▸ Data for review
Content starts
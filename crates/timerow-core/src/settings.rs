use clap::{Parser, Subcommand};
use std::path::{Path, PathBuf};
use std::time::Duration;

use crate::models::SourceKind;

// ── Settings (CLI) ─────────────────────────────────────────────────────────────

/// Normalize glucose-sensor exports and publish the canonical dataset
#[derive(Parser, Debug, Clone)]
#[command(
    name = "timerow",
    about = "Normalize glucose-sensor exports and publish the canonical dataset",
    version
)]
pub struct Settings {
    /// Repository checkout that holds the dataset
    #[arg(long, global = true, default_value = ".", env = "TIMEROW_PROJECT_DIR")]
    pub project_dir: PathBuf,

    /// Directory scanned for raw exports [default: <project-dir>/input]
    #[arg(long, global = true)]
    pub intake_dir: Option<PathBuf>,

    /// Directory holding the canonical dataset [default: <project-dir>/output]
    #[arg(long, global = true)]
    pub output_dir: Option<PathBuf>,

    /// Credentials file [default: <project-dir>/secrets.json]
    #[arg(long, global = true)]
    pub secrets: Option<PathBuf>,

    /// Remote to push the dataset to
    #[arg(long, global = true, default_value = "origin")]
    pub remote: String,

    /// Branch to push the dataset to
    #[arg(long, global = true, default_value = "master")]
    pub branch: String,

    /// Width of the time-of-day buckets in minutes (1-1440)
    #[arg(long, global = true, default_value = "15", value_parser = clap::value_parser!(u32).range(1..=1440))]
    pub bucket_minutes: u32,

    /// Logging level
    #[arg(long, global = true, default_value = "INFO", value_parser = ["DEBUG", "INFO", "WARNING", "ERROR"])]
    pub log_level: String,

    /// Log file path
    #[arg(long, global = true)]
    pub log_file: Option<PathBuf>,

    /// Enable debug logging
    #[arg(long, global = true)]
    pub debug: bool,

    #[command(subcommand)]
    pub action: Option<Action>,
}

#[derive(Subcommand, Debug, Clone, PartialEq, Eq)]
pub enum Action {
    /// Process the raw export waiting in the intake directory and publish it
    Run {
        /// Stop after persisting; skip the version-control stage
        #[arg(long)]
        no_publish: bool,
        /// Print the structured outcome as JSON
        #[arg(long)]
        json: bool,
    },
    /// Deliver a raw export to the intake directory and process it
    Submit {
        /// Raw export to deliver
        file: PathBuf,
        /// Print the structured outcome as JSON
        #[arg(long)]
        json: bool,
    },
    /// Poll the intake directory and process exports as they arrive
    Watch {
        /// Seconds between intake scans
        #[arg(long, default_value = "10")]
        interval_secs: u64,
        /// Seconds between liveness messages
        #[arg(long, default_value = "300")]
        heartbeat_secs: u64,
    },
    /// Print a summary of the canonical dataset
    Summary,
    /// Print the typical-day profile
    Profile {
        /// Record type contributing to the statistic
        #[arg(long, value_enum, default_value_t = SourceKind::Scan)]
        kind: SourceKind,
        /// Print the profile as JSON
        #[arg(long)]
        json: bool,
    },
}

/// File name of the canonical dataset inside the output directory.
pub const DATASET_FILE_NAME: &str = "prepared_dataset.csv";

/// File name of the presentation views inside the output directory.
pub const VIEWS_FILE_NAME: &str = "views.json";

// ── Settings impl ──────────────────────────────────────────────────────────────

impl Settings {
    /// Parse the process arguments and resolve derived values.
    pub fn load() -> Self {
        Self::load_from_args(std::env::args_os())
    }

    /// Same as [`Settings::load`] but accepts an explicit argument list.
    pub fn load_from_args<I, T>(args: I) -> Self
    where
        I: IntoIterator<Item = T>,
        T: Into<std::ffi::OsString> + Clone,
    {
        Self::parse_from(args).resolve()
    }

    fn resolve(mut self) -> Self {
        self.project_dir = expand_home(&self.project_dir);
        self.intake_dir = self.intake_dir.as_deref().map(expand_home);
        self.output_dir = self.output_dir.as_deref().map(expand_home);
        self.secrets = self.secrets.as_deref().map(expand_home);
        self.log_file = self.log_file.as_deref().map(expand_home);

        // --debug overrides log level.
        if self.debug {
            self.log_level = "DEBUG".to_string();
        }
        self
    }

    /// Subcommand to execute; a bare invocation means `run`.
    pub fn action(&self) -> Action {
        self.action.clone().unwrap_or(Action::Run {
            no_publish: false,
            json: false,
        })
    }

    pub fn intake_dir(&self) -> PathBuf {
        self.intake_dir
            .clone()
            .unwrap_or_else(|| self.project_dir.join("input"))
    }

    pub fn output_dir(&self) -> PathBuf {
        self.output_dir
            .clone()
            .unwrap_or_else(|| self.project_dir.join("output"))
    }

    pub fn dataset_path(&self) -> PathBuf {
        self.output_dir().join(DATASET_FILE_NAME)
    }

    pub fn views_path(&self) -> PathBuf {
        self.output_dir().join(VIEWS_FILE_NAME)
    }

    pub fn secrets_path(&self) -> PathBuf {
        self.secrets
            .clone()
            .unwrap_or_else(|| self.project_dir.join("secrets.json"))
    }

    pub fn bucket_size(&self) -> Duration {
        Duration::from_secs(u64::from(self.bucket_minutes) * 60)
    }
}

// ── Helper: home expansion ─────────────────────────────────────────────────────

/// Expand a leading `~` to the user's home directory.
pub fn expand_home(path: &Path) -> PathBuf {
    match path.strip_prefix("~") {
        Ok(rest) => dirs::home_dir()
            .map(|home| home.join(rest))
            .unwrap_or_else(|| path.to_path_buf()),
        Err(_) => path.to_path_buf(),
    }
}

// ── Tests ──────────────────────────────────────────────────────────────────────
Content ends
▸ Work to be completed
Every line above that contains the word "rest" should be reported.

▸ Solution to the exercise
        Ok(rest) => dirs::home_dir()
            .map(|home| home.join(rest))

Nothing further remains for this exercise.